-------- DATA FOR ANALYSIS --------

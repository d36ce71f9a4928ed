//! Builds parameterized SQL over the `books` JSONB table.
//! Field names and values are always bound; only integers and fixed fragments are formatted in.

use crate::query::{Comparison, Direction, ResolvedProjection, SortKey, TypedPredicate};
use crate::reports::{MonthlyPlanReport, StatsReport};
use chrono::{DateTime, Utc};
use serde_json::{Map, Value};
use uuid::Uuid;

pub const TABLE: &str = "books";

/// Stored `doc` plus the column-backed keys, rendered the way API documents carry them.
const FULL_DOC: &str = "doc || jsonb_build_object(\
'id', id::text, \
'createdAt', to_char(created_at AT TIME ZONE 'UTC', 'YYYY-MM-DD\"T\"HH24:MI:SS.MS\"Z\"'), \
'__v', version)";

/// Documents as a derived table `b(id, created_at, doc)` so filters and sorts see every key.
fn documents() -> String {
    format!("(SELECT id, created_at, {} AS doc FROM {}) AS b", FULL_DOC, quoted(TABLE))
}

/// Quote identifier for PostgreSQL (fixed names only).
fn quoted(s: &str) -> String {
    format!("\"{}\"", s.replace('"', "\"\""))
}

pub struct QueryBuf {
    pub sql: String,
    pub params: Vec<Value>,
}

impl QueryBuf {
    fn new() -> Self {
        QueryBuf {
            sql: String::new(),
            params: Vec::new(),
        }
    }

    fn push_param(&mut self, v: Value) -> u32 {
        let n = self.params.len() as u32 + 1;
        self.params.push(v);
        n
    }

    fn push_text(&mut self, s: &str) -> u32 {
        self.push_param(Value::String(s.to_string()))
    }

    /// Bind `v` as JSON text, for use as `$n::jsonb`.
    fn push_json(&mut self, v: &Value) -> u32 {
        self.push_param(Value::String(v.to_string()))
    }
}

/// `doc -> $n::text` for a bound field name.
fn field_expr(q: &mut QueryBuf, doc: &str, field: &str) -> String {
    let n = q.push_text(field);
    format!("{} -> ${}::text", doc, n)
}

fn comparison_sql(q: &mut QueryBuf, doc: &str, p: &TypedPredicate) -> String {
    let x = field_expr(q, doc, &p.field);
    let alternatives: Vec<String> = p
        .values
        .iter()
        .map(|v| {
            let n = q.push_json(v);
            match p.comparison {
                Comparison::Eq => format!(
                    "({x} = ${n}::jsonb OR (jsonb_typeof({x}) = 'array' AND {x} @> jsonb_build_array(${n}::jsonb)))"
                ),
                cmp => {
                    let op = cmp.sql_operator();
                    format!(
                        "((jsonb_typeof({x}) = jsonb_typeof(${n}::jsonb) AND {x} {op} ${n}::jsonb) \
                         OR CASE WHEN jsonb_typeof({x}) = 'array' THEN EXISTS (\
                         SELECT 1 FROM jsonb_array_elements({x}) AS e(v) \
                         WHERE jsonb_typeof(e.v) = jsonb_typeof(${n}::jsonb) AND e.v {op} ${n}::jsonb) \
                         ELSE false END)"
                    )
                }
            }
        })
        .collect();
    if alternatives.len() == 1 {
        alternatives.concat()
    } else {
        format!("({})", alternatives.join(" OR "))
    }
}

fn where_clause(q: &mut QueryBuf, doc: &str, filters: &[TypedPredicate]) -> String {
    let parts: Vec<String> = filters.iter().map(|p| comparison_sql(q, doc, p)).collect();
    if parts.is_empty() {
        String::new()
    } else {
        format!(" WHERE {}", parts.join(" AND "))
    }
}

/// One sort key: jsonb type rank, then strings byte-wise (`COLLATE "C"`), then the jsonb value.
fn sort_key_sql(x: &str, direction: Direction) -> String {
    let (dir, nulls) = match direction {
        Direction::Asc => ("ASC", "NULLS FIRST"),
        Direction::Desc => ("DESC", "NULLS LAST"),
    };
    format!(
        "CASE jsonb_typeof({x}) WHEN 'null' THEN 0 WHEN 'string' THEN 1 WHEN 'number' THEN 2 \
         WHEN 'boolean' THEN 3 WHEN 'array' THEN 4 WHEN 'object' THEN 5 END {dir} {nulls}, \
         (CASE WHEN jsonb_typeof({x}) = 'string' THEN {x} #>> '{{}}' END) COLLATE \"C\" {dir}, \
         {x} {dir} {nulls}"
    )
}

/// Missing keys sort first ascending and last descending; `id` breaks ties.
fn order_clause(q: &mut QueryBuf, doc: &str, id: &str, sort: &[SortKey]) -> String {
    let mut keys: Vec<String> = sort
        .iter()
        .map(|k| {
            let x = field_expr(q, doc, &k.field);
            sort_key_sql(&x, k.direction)
        })
        .collect();
    keys.push(format!("{} ASC", id));
    format!(" ORDER BY {}", keys.join(", "))
}

/// Expression selecting the projected keys of `doc`.
fn projection_expr(q: &mut QueryBuf, doc: &str, projection: &ResolvedProjection) -> String {
    match projection {
        ResolvedProjection::Include(fields) => {
            let placeholders: Vec<String> = fields.iter().map(|f| format!("${}", q.push_text(f))).collect();
            format!(
                "COALESCE((SELECT jsonb_object_agg(e.key, e.value) FROM jsonb_each({}) AS e WHERE e.key IN ({})), '{{}}'::jsonb)",
                doc,
                placeholders.join(", ")
            )
        }
        ResolvedProjection::Exclude(fields) => fields.iter().fold(doc.to_string(), |expr, f| {
            format!("{} - ${}::text", expr, q.push_text(f))
        }),
    }
}

/// Filtered, sorted, projected page of documents. Rows carry one `doc` column.
pub fn select_books(
    filters: &[TypedPredicate],
    sort: &[SortKey],
    projection: &ResolvedProjection,
    skip: u64,
    limit: Option<u64>,
) -> QueryBuf {
    let mut q = QueryBuf::new();
    let select = projection_expr(&mut q, "b.doc", projection);
    let where_clause = where_clause(&mut q, "b.doc", filters);
    let order_clause = order_clause(&mut q, "b.doc", "b.id", sort);
    let limit_clause = limit.map(|n| format!(" LIMIT {}", n)).unwrap_or_default();
    let offset_clause = if skip > 0 { format!(" OFFSET {}", skip) } else { String::new() };
    q.sql = format!(
        "SELECT {} AS doc FROM {}{}{}{}{}",
        select,
        documents(),
        where_clause,
        order_clause,
        limit_clause,
        offset_clause
    );
    q
}

pub fn select_by_id(id: &Uuid, projection: &ResolvedProjection) -> QueryBuf {
    let mut q = QueryBuf::new();
    let id_param = q.push_text(&id.to_string());
    let select = projection_expr(&mut q, "b.doc", projection);
    q.sql = format!(
        "SELECT {} AS doc FROM {} WHERE b.id = ${}::uuid",
        select,
        documents(),
        id_param
    );
    q
}

/// INSERT one document; `created_at` and `version` come from the database.
pub fn insert(id: &Uuid, doc: &Map<String, Value>) -> QueryBuf {
    let mut q = QueryBuf::new();
    let id_param = q.push_text(&id.to_string());
    let doc_param = q.push_json(&Value::Object(doc.clone()));
    q.sql = format!(
        "INSERT INTO {} (id, doc, created_at) VALUES (${}::uuid, ${}::jsonb, NOW()) RETURNING {} AS doc",
        quoted(TABLE),
        id_param,
        doc_param,
        FULL_DOC
    );
    q
}

/// Merge `patch` into the stored document. Keys absent from the patch are kept.
pub fn update(id: &Uuid, patch: &Map<String, Value>, projection: &ResolvedProjection) -> QueryBuf {
    let mut q = QueryBuf::new();
    let id_param = q.push_text(&id.to_string());
    let patch_param = q.push_json(&Value::Object(patch.clone()));
    let full = format!("({})", FULL_DOC);
    let returning = projection_expr(&mut q, &full, projection);
    q.sql = format!(
        "UPDATE {} SET doc = doc || ${}::jsonb WHERE id = ${}::uuid RETURNING {} AS doc",
        quoted(TABLE),
        patch_param,
        id_param,
        returning
    );
    q
}

/// DELETE by id.
pub fn delete(id: &Uuid) -> QueryBuf {
    let mut q = QueryBuf::new();
    let id_param = q.push_text(&id.to_string());
    q.sql = format!("DELETE FROM {} WHERE id = ${}::uuid RETURNING id", quoted(TABLE), id_param);
    q
}

/// Numeric value of `doc.key`, NULL when absent or not a number.
fn number_at(key: &str) -> String {
    format!(
        "CASE WHEN jsonb_typeof(doc -> '{key}') = 'number' THEN (doc ->> '{key}')::float8 END"
    )
}

/// Stats per upper-cased difficulty. Columns: difficulty, num_books, num_ratings, avg_rating,
/// avg_price, min_price, max_price.
pub fn book_stats(report: &StatsReport) -> QueryBuf {
    let mut q = QueryBuf::new();
    let min_rating = q.push_json(&Value::from(report.min_rating));
    let rating = number_at("ratingsAverage");
    let price = number_at("price");
    q.sql = format!(
        "SELECT UPPER(COALESCE(doc ->> 'difficulty', '')) AS difficulty, \
         COUNT(*) AS num_books, \
         COALESCE(SUM({quantity}), 0)::float8 AS num_ratings, \
         AVG({rating})::float8 AS avg_rating, \
         AVG({price})::float8 AS avg_price, \
         MIN({price})::float8 AS min_price, \
         MAX({price})::float8 AS max_price \
         FROM {table} \
         WHERE {rating} >= ${min_rating}::float8 \
         GROUP BY 1 \
         ORDER BY avg_price ASC NULLS FIRST, difficulty ASC",
        quantity = number_at("ratingsQuantity"),
        rating = rating,
        price = price,
        table = quoted(TABLE),
        min_rating = min_rating,
    );
    q
}

/// SQL function parsing one start date: NULL when it is not a date, offset-less values read as UTC.
pub const START_DATE_FN: &str = "books_start_date";

/// DDL for [`START_DATE_FN`].
pub fn start_date_function() -> String {
    format!(
        r#"CREATE OR REPLACE FUNCTION {name}(value text) RETURNS timestamptz
LANGUAGE plpgsql STABLE
SET TimeZone = 'UTC'
AS $fn$
BEGIN
    IF value !~ '^\d{{4}}-\d{{2}}-\d{{2}}' THEN
        RETURN NULL;
    END IF;
    RETURN value::timestamptz;
EXCEPTION WHEN others THEN
    RETURN NULL;
END
$fn$"#,
        name = quoted(START_DATE_FN)
    )
}

/// Start dates per month within `[start, end)`. Columns: month, num_book_starts, books.
/// `startDates` may be an array or a single string; entries that are not dates are skipped.
pub fn monthly_plan(report: &MonthlyPlanReport, start: DateTime<Utc>, end: DateTime<Utc>) -> QueryBuf {
    let mut q = QueryBuf::new();
    let start_param = q.push_text(&start.to_rfc3339());
    let end_param = q.push_text(&end.to_rfc3339());
    q.sql = format!(
        "SELECT EXTRACT(MONTH FROM s.start_at AT TIME ZONE 'UTC')::int4 AS month, \
         COUNT(*) AS num_book_starts, \
         COALESCE(jsonb_agg(t.doc -> 'name' ORDER BY t.created_at, t.id) FILTER (WHERE t.doc ? 'name'), '[]'::jsonb) AS books \
         FROM {table} AS t \
         CROSS JOIN LATERAL (\
         SELECT {parse}(d.value) AS start_at \
         FROM jsonb_array_elements_text(CASE jsonb_typeof(t.doc -> 'startDates') \
         WHEN 'array' THEN t.doc -> 'startDates' \
         WHEN 'string' THEN jsonb_build_array(t.doc -> 'startDates') \
         ELSE '[]'::jsonb END) AS d(value)) AS s \
         WHERE s.start_at >= ${start}::timestamptz AND s.start_at < ${end}::timestamptz \
         GROUP BY 1 \
         ORDER BY num_book_starts DESC, month ASC \
         LIMIT {limit}",
        table = quoted(TABLE),
        parse = quoted(START_DATE_FN),
        start = start_param,
        end = end_param,
        limit = report.limit,
    );
    q
}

--------

> TASK INSTRUCTIONS:
All lines from the beginning of the listing through the one with "are formatted in." are to be restated word for word, and only those.

> EXPECTED ANSWER:
repository d36ce71f9a4928ed
//! Builds parameterized SQL over the `books` JSONB table.
//! Field names and values are always bound; only integers and fixed fragments are formatted in.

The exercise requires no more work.